Does a shrinking balance sheet matter? This is where the analysis becomes tricky and open to debate. If the smaller size is consistent with a more stable financial system then undoubtedly that is a good thing. But, size is not that all matters. The composition of the balance sheet matters too. This requires an analysis of, among other things, the liquidity of assets (i.e. assets that can be readily turned in a given amount of cash), the reliability of the income flow from assets and the resources available to withstand periods of slow economic growth, including recessions, or periods of financial difficulty.

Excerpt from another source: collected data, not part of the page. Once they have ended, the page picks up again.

//! Logging initialization

/// Initialize the logging system
///
/// Uses env_logger with default filter level of `info`.
/// Override with RUST_LOG environment variable, e.g. `RUST_LOG=skinforge=debug`
/// to see per-chunk parsing and bone hierarchy dumps.
///
/// # Example
/// ```no_run
/// skinforge::core::logging::init();
/// log::info!("Asset pipeline started");
/// ```
pub fn init() {
    env_logger::Builder::from_env(
        env_logger::Env::default().default_filter_or("info")
    ).init();
}

/// Initialize logging for tests, ignoring repeated initialization
pub fn init_for_tests() {
    let _ = env_logger::Builder::from_env(
        env_logger::Env::default().default_filter_or("debug")
    )
    .is_test(true)
    .try_init();
}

As we have identified before (see Financialisation: Banks and the economy after the crisis), the financial crisis could herald new norms for the banking system with important implications for the economy. If so, we may need to become accustomed to consistently lower flows of credit and not to the levels that we saw prior to the financial crisis of the late 2000s. However, an alternative view is that we are merely experiencing a pause before the next expansionary phase of the credit cycle. This is consistent with the financial instability hypothesis (see Keeping a Minsky-eye on credit) which argues that credit cycles are an integral part of modern financialised economies. Only time will tell which view will turn out to be right.

Articles

‘Cleaning up bank balance sheets is key’ Irish Examiner, John Walsh (10/10/14)
More action needed at European banks: Fitch Courier Mail, (17/10/14)
Bank lending to small businesses falls by £400m The Telegraph, Rebecca Burn-Callander (20/10/14)
Bank lending to SMEs falls by £400m SME insider, Lindsey Kennedy (21/10/14)
Record world debt could trigger new financial crisis, Geneva report warns The Guardian, Phillip Inman (29/10/14)
RBS shares jump as bank’s bad debts improve The Guardian, Jill Treanor (30/10/14)

Data

Statistical Interactive Database Bank of England

Questions

  1. Using examples, demonstrate your understanding of financialisation.
  2. Draw up a list of the alternative ways in which we might measure financialisation.
  3. What factors are likely to explain the recent reduction in the aggregate balance sheet of resident banks and building societies in the UK?
  4. How might we go about assessing whether the aggregate level of lending by financial institutions is sustainable?
  5. How might we go about assessing whether the level of lending by individual financial institutions is sustainable?
  6. How would reduced flows of credit be expected to impact on the economy both in the short term and in the longer term?
  7. Are credit cycles inevitable?
  8. Of what significance are credit cycles in explaining the business cycle?